//! Item identifiers.
//!
//! Identifiers look like `WTT-000042`: a prefix, a hyphen, and the counter
//! value zero-padded to a fixed width. Values wider than the width are
//! printed in full.

use crate::item::Item;

/// Formats counter value `n` as an item identifier.
#[must_use]
pub fn format_item_id(prefix: &str, n: u64, width: usize) -> String {
    format!("{prefix}-{n:0width$}")
}

/// Extracts the numeric suffix of an identifier.
///
/// The suffix is whatever follows the last `-`. Identifiers without a
/// hyphen, or whose suffix is not a plain decimal number, yield 0.
#[must_use]
pub fn id_suffix(id: &str) -> u64 {
    match id.rsplit_once('-') {
        Some((_, tail)) if !tail.is_empty() && tail.bytes().all(|b| b.is_ascii_digit()) => {
            tail.parse().unwrap_or(0)
        }
        _ => 0,
    }
}

/// Returns the largest identifier suffix in `items`, or 0.
#[must_use]
pub fn max_id_suffix(items: &[Item]) -> u64 {
    items.iter().map(|item| id_suffix(&item.id)).max().unwrap_or(0)
}
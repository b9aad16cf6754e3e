//! Slot backend trait definition.

use crate::error::StorageResult;
use std::fmt;

/// One of the two persisted slots of a catalog.
#[derive(Debug, Clone, Copy, PartialEq, Eq, Hash, PartialOrd, Ord)]
pub enum Slot {
    /// The serialized item collection.
    Items,
    /// The identifier counter, stored as decimal text.
    Counter,
}

impl Slot {
    /// All slots, in a stable order.
    pub const ALL: [Slot; 2] = [Slot::Items, Slot::Counter];

    /// Returns the stable key (and file name) of this slot.
    #[must_use]
    pub const fn key(self) -> &'static str {
        match self {
            Slot::Items => "items.json",
            Slot::Counter => "counter",
        }
    }
}

impl fmt::Display for Slot {
    fn fmt(&self, f: &mut fmt::Formatter<'_>) -> fmt::Result {
        f.write_str(self.key())
    }
}

/// A key-value backend with a fixed set of [`Slot`]s.
///
/// Backends are **opaque byte stores**. The catalog layer above decides what
/// the bytes mean.
///
/// # Invariants
///
/// - `read` returns exactly the bytes last written to that slot, or `None`
///   if the slot was never written
/// - a successful `write` is durable when it returns
/// - a failed `write` leaves the previous contents of the slot intact
/// - backends are `Send + Sync` and lock internally
pub trait SlotBackend: fmt::Debug + Send + Sync {
    /// Reads the current contents of `slot`.
    ///
    /// # Errors
    ///
    /// Returns an error if the slot exists but cannot be read.
    fn read(&self, slot: Slot) -> StorageResult<Option<Vec<u8>>>;

    /// Replaces the contents of `slot` with `data`.
    ///
    /// # Errors
    ///
    /// Returns an error if the data cannot be persisted.
    fn write(&self, slot: Slot, data: &[u8]) -> StorageResult<()>;

    /// Replaces several slots together.
    ///
    /// Either every entry is persisted or, on error, every slot keeps its
    /// previous contents. The default implementation writes the entries one
    /// by one and only suits backends whose writes cannot fail halfway.
    ///
    /// # Errors
    ///
    /// Returns an error if any entry cannot be persisted.
    fn write_batch(&self, entries: &[(Slot, &[u8])]) -> StorageResult<()> {
        for (slot, data) in entries {
            self.write(*slot, data)?;
        }
        Ok(())
    }
}
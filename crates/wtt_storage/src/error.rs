//! Error types for storage operations.

use std::io;
use thiserror::Error;

/// Result type for storage operations.
pub type StorageResult<T> = Result<T, StorageError>;

/// Errors that can occur during storage operations.
#[derive(Debug, Error)]
pub enum StorageError {
    /// An I/O error occurred.
    #[error("I/O error: {0}")]
    Io(#[from] io::Error),

    /// Another process holds the data directory.
    #[error("data directory locked: {path}")]
    Locked {
        /// The locked directory.
        path: String,
    },

    /// The data directory path is not usable.
    #[error("invalid data directory: {0}")]
    InvalidPath(String),

    /// The backend refused the write.
    #[error("storage unavailable: {0}")]
    Unavailable(String),
}

impl StorageError {
    /// Creates an unavailable error.
    pub fn unavailable(message: impl Into<String>) -> Self {
        Self::Unavailable(message.into())
    }
}
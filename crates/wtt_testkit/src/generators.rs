//! Property-based test generators using proptest.
//!
//! Ids are drawn from a small pool so that generated operation sequences
//! hit existing items often.

use proptest::prelude::*;
use wtt_core::{catalog, Condition, Item};

/// Strategy for item identifiers, mostly `WTT-NNNNNN` with some odd shapes.
pub fn item_id_strategy() -> impl Strategy<Value = String> {
    prop_oneof![
        8 => (1u64..40).prop_map(|n| format!("WTT-{n:06}")),
        1 => prop::string::string_regex("[A-Z]{2,4}-[0-9]{1,8}").expect("Invalid regex"),
        1 => prop::string::string_regex("[a-z ]{0,8}").expect("Invalid regex"),
    ]
}

/// Strategy for conditions.
pub fn condition_strategy() -> impl Strategy<Value = Condition> {
    prop::sample::select(Condition::ALL.to_vec())
}

/// Strategy for categories, usually one of the catalog categories.
pub fn category_strategy() -> impl Strategy<Value = String> {
    prop_oneof![
        4 => prop::sample::select(catalog::CATEGORIES.to_vec()).prop_map(str::to_string),
        1 => prop::string::string_regex("[A-Za-z ]{0,12}").expect("Invalid regex"),
    ]
}

/// Strategy for whole items with an arbitrary caller-supplied timestamp.
pub fn item_strategy() -> impl Strategy<Value = Item> {
    (
        item_id_strategy(),
        prop::string::string_regex("[A-Za-z0-9 ]{0,24}").expect("Invalid regex"),
        category_strategy(),
        prop::option::of(prop::string::string_regex("[A-Za-z0-9 /]{1,16}").expect("Invalid regex")),
        prop::option::of(condition_strategy()),
        any::<bool>(),
        any::<i64>(),
    )
        .prop_map(
            |(id, name, category, location, condition, checked_out, updated_at)| Item {
                id,
                name,
                category,
                location,
                condition,
                checked_out,
                updated_at,
            },
        )
}

/// A repository call.
#[derive(Debug, Clone)]
pub enum RepoOperation {
    /// Insert or update an item
    Upsert(Item),
    /// Set the checked-out flag
    SetCheckedOut {
        /// Item id
        id: String,
        /// New flag value
        checked_out: bool,
    },
    /// Allocate an identifier
    NextId,
    /// Look an item up
    Find {
        /// Item id
        id: String,
    },
}

/// Strategy for a single repository operation (no bulk operations).
pub fn repo_operation_strategy() -> impl Strategy<Value = RepoOperation> {
    prop_oneof![
        4 => item_strategy().prop_map(RepoOperation::Upsert),
        2 => (item_id_strategy(), any::<bool>())
            .prop_map(|(id, checked_out)| RepoOperation::SetCheckedOut { id, checked_out }),
        2 => Just(RepoOperation::NextId),
        1 => item_id_strategy().prop_map(|id| RepoOperation::Find { id }),
    ]
}

/// Strategy for a sequence of operations.
pub fn operation_sequence_strategy(
    min_ops: usize,
    max_ops: usize,
) -> impl Strategy<Value = Vec<RepoOperation>> {
    prop::collection::vec(repo_operation_strategy(), min_ops..max_ops)
}

/// Configuration for property tests.
#[derive(Debug, Clone)]
pub struct PropTestConfig {
    /// Number of test cases to run.
    pub cases: u32,
    /// Maximum shrink iterations.
    pub max_shrink_iters: u32,
}

impl Default for PropTestConfig {
    fn default() -> Self {
        Self {
            cases: 256,
            max_shrink_iters: 1000,
        }
    }
}

impl PropTestConfig {
    /// Creates a configuration for quick tests.
    #[must_use]
    pub fn quick() -> Self {
        Self {
            cases: 32,
            max_shrink_iters: 100,
        }
    }

    /// Converts to proptest config.
    #[must_use]
    pub fn to_proptest_config(&self) -> ProptestConfig {
        ProptestConfig {
            cases: self.cases,
            max_shrink_iters: self.max_shrink_iters,
            ..ProptestConfig::default()
        }
    }
}
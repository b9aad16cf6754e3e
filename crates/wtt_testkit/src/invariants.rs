//! Catalog invariant checks.

use std::collections::HashSet;
use wtt_core::{id_suffix, Item};

/// Returns every id that appears more than once in `items`.
#[must_use]
pub fn duplicate_ids(items: &[Item]) -> Vec<String> {
    let mut seen = HashSet::new();
    let mut duplicates = Vec::new();
    for item in items {
        if !seen.insert(item.id.as_str()) {
            duplicates.push(item.id.clone());
        }
    }
    duplicates
}

/// Returns true if each id's numeric suffix is larger than the one before.
#[must_use]
pub fn strictly_increasing(ids: &[String]) -> bool {
    ids.windows(2).all(|pair| id_suffix(&pair[0]) < id_suffix(&pair[1]))
}
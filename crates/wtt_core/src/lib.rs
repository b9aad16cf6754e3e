//! # WTT Core
//!
//! Item repository for the WTT inventory catalog.
//!
//! This crate provides:
//! - The [`Item`] record and its [`Condition`]
//! - [`RecordStore`], the typed JSON layer over a [`wtt_storage::SlotBackend`]
//! - [`ItemRepository`], which assigns identifiers and applies every mutation
//! - An injectable [`Clock`] for `updated_at` stamps
//! - Seed and demo catalogs
//!
//! ## Example
//!
//! ```rust
//! use wtt_core::{Item, ItemRepository};
//!
//! let repo = ItemRepository::open_in_memory();
//! let id = repo.next_id().unwrap();
//! assert_eq!(id, "WTT-000001");
//!
//! repo.upsert(Item::new(&id, "Camera", "Cameras")).unwrap();
//! repo.set_checked_out(&id, true).unwrap();
//! assert!(repo.find_by_id(&id).unwrap().checked_out);
//! ```

#![deny(unsafe_code)]
#![warn(missing_docs)]

pub mod catalog;
mod clock;
mod config;
mod error;
mod id;
mod item;
mod repository;
mod store;

pub use clock::{Clock, ManualClock, SystemClock};
pub use config::RepositoryConfig;
pub use error::{CoreError, CoreResult};
pub use id::{format_item_id, id_suffix, max_id_suffix};
pub use item::{Condition, Item, ParseConditionError};
pub use repository::ItemRepository;
pub use store::RecordStore;

/// Crate version.
pub const VERSION: &str = env!("CARGO_PKG_VERSION");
§ §
Reproduce each line of the material in which the string "whose" occurs.

- _Exercise solution_:
/// hyphen, or whose suffix is not a plain decimal number, yield 0.
    /// by one and only suits backends whose writes cannot fail halfway.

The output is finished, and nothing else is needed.